### Exercise aim
Go through the listing below and count each line with the word "ReviewReport" in it; return only the count.
-----
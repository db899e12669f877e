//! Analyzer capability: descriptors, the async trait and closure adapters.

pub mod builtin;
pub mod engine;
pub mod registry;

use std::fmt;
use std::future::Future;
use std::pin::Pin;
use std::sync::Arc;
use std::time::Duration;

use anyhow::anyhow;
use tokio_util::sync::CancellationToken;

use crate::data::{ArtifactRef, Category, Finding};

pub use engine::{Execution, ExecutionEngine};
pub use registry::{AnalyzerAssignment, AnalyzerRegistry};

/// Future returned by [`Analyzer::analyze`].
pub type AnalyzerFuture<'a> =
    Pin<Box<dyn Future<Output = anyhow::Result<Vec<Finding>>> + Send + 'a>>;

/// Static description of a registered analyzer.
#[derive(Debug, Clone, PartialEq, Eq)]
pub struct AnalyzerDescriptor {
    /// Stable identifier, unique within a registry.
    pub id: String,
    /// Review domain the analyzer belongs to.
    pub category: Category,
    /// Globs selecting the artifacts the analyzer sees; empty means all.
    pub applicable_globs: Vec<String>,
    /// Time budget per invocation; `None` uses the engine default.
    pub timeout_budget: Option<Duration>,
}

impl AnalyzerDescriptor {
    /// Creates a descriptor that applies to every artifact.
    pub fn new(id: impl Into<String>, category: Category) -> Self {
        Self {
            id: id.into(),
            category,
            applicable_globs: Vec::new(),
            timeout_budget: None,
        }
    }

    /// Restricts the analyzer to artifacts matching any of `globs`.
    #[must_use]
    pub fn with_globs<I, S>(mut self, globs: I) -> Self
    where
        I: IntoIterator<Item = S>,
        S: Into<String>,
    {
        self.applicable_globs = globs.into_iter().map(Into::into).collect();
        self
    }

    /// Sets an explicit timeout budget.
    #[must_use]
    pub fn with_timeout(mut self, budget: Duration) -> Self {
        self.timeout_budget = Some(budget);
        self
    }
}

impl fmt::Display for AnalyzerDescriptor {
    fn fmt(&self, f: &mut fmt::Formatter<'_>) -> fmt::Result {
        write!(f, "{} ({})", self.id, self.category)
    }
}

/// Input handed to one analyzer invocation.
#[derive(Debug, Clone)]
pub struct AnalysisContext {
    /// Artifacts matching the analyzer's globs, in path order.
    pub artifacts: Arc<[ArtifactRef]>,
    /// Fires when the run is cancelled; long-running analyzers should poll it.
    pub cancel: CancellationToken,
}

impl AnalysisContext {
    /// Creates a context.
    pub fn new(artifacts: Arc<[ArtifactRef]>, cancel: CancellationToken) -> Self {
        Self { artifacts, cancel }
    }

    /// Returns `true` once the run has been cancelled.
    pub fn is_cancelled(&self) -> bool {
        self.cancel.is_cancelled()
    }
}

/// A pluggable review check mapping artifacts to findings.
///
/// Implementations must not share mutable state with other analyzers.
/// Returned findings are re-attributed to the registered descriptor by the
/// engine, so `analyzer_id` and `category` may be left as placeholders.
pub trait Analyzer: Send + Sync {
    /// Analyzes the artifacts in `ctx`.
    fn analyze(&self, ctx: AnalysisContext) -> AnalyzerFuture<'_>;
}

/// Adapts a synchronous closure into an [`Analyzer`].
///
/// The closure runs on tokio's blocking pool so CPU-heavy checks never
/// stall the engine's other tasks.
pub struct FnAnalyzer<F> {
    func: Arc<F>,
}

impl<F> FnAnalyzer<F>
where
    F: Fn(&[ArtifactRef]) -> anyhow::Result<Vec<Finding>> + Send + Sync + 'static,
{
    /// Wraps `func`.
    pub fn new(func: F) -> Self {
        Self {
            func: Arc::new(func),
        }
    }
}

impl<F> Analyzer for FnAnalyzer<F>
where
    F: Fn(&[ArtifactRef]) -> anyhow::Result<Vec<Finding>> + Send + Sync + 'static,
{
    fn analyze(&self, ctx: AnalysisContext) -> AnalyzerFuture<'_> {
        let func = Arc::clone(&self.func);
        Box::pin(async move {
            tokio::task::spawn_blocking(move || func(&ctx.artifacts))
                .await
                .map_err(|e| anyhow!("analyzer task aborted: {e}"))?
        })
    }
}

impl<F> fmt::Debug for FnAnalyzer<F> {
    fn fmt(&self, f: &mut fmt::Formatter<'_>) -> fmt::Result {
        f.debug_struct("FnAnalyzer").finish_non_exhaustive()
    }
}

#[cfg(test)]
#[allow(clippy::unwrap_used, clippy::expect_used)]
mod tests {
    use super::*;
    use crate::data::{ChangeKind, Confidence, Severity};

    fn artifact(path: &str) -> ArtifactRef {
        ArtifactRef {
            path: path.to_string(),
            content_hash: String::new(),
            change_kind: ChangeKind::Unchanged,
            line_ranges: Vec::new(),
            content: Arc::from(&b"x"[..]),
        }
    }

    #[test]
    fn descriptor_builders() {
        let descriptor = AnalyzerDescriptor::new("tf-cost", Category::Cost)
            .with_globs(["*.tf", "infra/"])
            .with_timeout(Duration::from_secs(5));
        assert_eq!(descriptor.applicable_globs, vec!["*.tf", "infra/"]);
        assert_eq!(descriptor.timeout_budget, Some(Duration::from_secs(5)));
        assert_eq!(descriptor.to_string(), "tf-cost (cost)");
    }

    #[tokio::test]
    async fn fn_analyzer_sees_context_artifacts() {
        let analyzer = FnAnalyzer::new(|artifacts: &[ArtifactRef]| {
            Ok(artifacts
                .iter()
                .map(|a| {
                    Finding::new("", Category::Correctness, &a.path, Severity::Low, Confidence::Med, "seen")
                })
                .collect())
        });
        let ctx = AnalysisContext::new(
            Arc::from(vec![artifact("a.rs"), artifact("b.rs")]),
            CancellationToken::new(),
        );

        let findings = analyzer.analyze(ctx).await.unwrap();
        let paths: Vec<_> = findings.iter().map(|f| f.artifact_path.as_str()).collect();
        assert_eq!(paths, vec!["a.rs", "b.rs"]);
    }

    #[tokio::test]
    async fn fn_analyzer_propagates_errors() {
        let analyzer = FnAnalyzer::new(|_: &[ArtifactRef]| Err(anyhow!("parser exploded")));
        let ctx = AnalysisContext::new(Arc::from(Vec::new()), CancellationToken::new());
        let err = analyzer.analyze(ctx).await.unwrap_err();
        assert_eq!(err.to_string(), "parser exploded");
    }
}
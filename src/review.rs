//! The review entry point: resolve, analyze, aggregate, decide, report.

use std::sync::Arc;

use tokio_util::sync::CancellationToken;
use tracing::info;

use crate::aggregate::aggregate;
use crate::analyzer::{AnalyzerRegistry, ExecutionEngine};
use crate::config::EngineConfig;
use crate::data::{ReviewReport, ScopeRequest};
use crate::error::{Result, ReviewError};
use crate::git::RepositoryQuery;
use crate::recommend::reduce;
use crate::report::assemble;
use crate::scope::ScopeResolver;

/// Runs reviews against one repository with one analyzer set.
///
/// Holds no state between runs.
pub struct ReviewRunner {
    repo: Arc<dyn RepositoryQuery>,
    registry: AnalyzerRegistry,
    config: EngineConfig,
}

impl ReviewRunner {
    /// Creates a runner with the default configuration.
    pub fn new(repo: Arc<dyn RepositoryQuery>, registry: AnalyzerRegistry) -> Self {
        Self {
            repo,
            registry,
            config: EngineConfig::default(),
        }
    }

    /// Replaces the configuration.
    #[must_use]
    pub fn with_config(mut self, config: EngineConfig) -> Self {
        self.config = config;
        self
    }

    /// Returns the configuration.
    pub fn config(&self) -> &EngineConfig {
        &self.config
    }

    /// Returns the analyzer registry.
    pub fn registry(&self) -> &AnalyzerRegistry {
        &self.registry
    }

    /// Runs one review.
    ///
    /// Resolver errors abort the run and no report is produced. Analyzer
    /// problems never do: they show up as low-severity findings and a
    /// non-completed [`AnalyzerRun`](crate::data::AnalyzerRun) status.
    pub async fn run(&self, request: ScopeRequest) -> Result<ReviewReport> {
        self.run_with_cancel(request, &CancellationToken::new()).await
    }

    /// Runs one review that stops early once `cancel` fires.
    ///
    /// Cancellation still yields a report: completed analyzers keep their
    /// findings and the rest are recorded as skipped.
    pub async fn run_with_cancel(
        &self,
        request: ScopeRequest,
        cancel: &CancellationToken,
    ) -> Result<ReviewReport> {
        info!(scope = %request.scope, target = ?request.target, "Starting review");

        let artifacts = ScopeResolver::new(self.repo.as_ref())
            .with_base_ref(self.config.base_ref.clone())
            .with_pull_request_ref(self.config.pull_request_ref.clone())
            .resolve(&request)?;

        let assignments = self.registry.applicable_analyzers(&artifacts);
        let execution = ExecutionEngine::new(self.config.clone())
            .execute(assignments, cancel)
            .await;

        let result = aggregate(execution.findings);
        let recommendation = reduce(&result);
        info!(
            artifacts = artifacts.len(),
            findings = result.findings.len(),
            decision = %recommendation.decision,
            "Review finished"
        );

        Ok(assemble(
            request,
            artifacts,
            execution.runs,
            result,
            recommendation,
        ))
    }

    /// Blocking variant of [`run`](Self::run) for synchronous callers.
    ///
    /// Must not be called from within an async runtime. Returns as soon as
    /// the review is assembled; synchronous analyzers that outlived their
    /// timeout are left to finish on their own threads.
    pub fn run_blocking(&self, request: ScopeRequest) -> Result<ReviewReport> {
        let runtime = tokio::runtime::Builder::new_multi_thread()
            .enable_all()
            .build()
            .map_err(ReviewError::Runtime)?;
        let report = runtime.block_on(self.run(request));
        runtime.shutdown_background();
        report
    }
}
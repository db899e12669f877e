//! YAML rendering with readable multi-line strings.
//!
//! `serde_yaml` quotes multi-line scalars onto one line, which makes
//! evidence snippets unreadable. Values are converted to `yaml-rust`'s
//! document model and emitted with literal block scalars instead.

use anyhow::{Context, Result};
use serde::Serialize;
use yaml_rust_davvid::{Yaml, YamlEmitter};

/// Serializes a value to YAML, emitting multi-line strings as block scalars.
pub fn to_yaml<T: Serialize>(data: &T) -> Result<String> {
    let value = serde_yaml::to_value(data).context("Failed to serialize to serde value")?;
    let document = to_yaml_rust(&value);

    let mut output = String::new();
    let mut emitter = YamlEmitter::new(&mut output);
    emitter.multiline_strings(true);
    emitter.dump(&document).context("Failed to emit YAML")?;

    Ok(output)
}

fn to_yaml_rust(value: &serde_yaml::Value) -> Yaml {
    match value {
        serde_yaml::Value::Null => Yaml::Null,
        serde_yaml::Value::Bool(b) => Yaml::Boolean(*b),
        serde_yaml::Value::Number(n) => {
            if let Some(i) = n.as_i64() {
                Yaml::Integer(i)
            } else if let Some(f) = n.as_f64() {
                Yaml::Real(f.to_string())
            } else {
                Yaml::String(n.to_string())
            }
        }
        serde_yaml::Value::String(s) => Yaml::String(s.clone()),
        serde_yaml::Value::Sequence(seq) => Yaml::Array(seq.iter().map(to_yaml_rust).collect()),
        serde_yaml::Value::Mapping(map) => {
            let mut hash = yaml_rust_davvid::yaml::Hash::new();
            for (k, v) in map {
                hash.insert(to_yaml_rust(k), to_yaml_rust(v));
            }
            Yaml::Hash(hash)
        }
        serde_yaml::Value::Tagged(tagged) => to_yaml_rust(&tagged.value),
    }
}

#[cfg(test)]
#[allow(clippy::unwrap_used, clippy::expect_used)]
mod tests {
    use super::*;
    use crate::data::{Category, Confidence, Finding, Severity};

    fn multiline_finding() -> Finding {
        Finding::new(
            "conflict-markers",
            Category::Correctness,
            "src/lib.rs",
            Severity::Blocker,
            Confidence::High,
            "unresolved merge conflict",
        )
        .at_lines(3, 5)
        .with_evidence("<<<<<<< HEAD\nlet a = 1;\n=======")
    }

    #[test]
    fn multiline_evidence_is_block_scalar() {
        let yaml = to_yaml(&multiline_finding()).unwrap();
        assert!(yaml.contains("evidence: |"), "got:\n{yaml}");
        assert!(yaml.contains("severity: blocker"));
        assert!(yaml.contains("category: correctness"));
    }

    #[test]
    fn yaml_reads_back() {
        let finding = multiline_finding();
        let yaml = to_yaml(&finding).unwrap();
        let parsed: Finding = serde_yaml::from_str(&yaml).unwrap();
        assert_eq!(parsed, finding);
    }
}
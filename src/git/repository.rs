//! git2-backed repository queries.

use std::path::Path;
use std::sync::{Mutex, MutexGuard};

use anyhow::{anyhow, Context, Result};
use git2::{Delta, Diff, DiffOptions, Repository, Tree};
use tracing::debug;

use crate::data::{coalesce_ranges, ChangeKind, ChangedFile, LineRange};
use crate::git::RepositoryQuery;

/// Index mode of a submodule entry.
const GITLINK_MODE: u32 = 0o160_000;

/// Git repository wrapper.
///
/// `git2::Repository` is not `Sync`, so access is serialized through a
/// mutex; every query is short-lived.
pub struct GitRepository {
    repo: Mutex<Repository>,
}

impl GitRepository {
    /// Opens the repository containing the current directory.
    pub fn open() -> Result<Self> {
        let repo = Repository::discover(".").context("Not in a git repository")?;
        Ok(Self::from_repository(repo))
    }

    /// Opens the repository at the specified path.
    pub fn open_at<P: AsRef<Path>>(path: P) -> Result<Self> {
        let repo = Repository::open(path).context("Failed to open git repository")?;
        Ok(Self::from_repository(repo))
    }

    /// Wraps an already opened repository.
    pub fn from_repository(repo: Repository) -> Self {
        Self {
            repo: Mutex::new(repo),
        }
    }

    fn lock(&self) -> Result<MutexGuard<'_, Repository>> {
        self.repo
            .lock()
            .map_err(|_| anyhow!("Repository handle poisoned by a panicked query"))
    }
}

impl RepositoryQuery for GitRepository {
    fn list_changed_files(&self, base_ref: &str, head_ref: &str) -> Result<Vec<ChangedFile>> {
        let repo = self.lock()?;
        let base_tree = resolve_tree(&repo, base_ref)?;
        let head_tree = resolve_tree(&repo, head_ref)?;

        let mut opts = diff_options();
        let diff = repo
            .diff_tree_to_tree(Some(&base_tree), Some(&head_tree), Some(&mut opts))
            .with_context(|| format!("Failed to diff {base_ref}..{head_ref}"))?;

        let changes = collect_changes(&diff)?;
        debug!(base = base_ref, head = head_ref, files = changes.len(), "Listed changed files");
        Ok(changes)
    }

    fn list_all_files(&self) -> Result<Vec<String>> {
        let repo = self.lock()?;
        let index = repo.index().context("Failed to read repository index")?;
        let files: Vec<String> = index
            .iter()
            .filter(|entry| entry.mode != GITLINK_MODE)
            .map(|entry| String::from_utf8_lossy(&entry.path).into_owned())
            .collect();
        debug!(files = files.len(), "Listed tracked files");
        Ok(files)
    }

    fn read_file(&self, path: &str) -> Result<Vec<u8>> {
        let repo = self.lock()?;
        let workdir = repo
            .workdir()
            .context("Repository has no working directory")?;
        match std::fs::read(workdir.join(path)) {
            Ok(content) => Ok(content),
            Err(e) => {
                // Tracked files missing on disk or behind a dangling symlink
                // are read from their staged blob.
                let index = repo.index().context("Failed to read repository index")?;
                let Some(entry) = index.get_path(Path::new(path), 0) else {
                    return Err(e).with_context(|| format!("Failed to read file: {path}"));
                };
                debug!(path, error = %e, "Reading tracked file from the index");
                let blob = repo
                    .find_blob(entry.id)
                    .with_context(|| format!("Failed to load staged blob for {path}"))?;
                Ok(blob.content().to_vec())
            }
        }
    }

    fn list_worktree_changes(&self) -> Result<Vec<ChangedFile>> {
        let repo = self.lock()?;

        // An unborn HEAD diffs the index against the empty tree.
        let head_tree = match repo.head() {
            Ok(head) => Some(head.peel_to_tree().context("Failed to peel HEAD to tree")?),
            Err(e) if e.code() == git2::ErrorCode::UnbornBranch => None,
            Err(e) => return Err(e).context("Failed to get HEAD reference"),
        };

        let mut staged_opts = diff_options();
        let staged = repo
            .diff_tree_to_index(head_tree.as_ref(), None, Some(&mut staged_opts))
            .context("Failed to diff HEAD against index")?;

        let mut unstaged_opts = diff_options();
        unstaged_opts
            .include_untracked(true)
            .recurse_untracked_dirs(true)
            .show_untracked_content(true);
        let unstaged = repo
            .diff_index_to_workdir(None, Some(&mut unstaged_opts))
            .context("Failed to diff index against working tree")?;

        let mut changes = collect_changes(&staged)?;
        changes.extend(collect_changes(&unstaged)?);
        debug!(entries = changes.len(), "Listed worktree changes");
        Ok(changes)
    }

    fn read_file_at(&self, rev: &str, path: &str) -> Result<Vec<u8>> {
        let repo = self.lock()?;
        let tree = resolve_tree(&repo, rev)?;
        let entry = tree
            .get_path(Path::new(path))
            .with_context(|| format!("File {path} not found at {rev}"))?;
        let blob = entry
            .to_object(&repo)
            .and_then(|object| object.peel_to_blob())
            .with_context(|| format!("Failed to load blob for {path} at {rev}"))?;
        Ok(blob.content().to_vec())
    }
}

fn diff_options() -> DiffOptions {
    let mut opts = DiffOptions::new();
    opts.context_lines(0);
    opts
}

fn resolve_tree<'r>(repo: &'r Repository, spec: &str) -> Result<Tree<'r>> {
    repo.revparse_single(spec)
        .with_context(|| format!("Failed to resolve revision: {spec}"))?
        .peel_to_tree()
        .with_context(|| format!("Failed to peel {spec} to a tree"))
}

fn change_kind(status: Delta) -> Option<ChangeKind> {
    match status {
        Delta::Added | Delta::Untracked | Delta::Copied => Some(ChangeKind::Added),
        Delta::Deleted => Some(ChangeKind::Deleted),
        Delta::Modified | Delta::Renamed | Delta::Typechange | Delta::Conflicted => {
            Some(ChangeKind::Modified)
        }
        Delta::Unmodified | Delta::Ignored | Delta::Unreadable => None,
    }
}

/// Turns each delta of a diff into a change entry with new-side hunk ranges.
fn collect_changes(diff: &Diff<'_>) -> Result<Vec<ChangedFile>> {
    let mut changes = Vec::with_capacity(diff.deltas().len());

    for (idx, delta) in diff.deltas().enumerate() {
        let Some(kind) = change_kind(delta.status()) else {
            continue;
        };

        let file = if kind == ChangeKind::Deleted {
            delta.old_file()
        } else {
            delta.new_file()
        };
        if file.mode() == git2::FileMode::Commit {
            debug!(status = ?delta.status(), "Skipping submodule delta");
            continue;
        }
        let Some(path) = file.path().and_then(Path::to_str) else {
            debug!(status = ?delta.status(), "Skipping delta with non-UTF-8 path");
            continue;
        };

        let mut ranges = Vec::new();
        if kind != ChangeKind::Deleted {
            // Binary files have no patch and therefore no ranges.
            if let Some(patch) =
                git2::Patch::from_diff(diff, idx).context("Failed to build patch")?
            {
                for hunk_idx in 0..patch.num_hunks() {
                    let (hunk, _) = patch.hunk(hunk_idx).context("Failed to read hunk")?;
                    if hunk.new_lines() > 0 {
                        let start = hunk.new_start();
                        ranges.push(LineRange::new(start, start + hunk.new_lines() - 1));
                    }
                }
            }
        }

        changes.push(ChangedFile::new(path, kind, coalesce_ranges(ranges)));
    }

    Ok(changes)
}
-----
### Solution for this exercise
4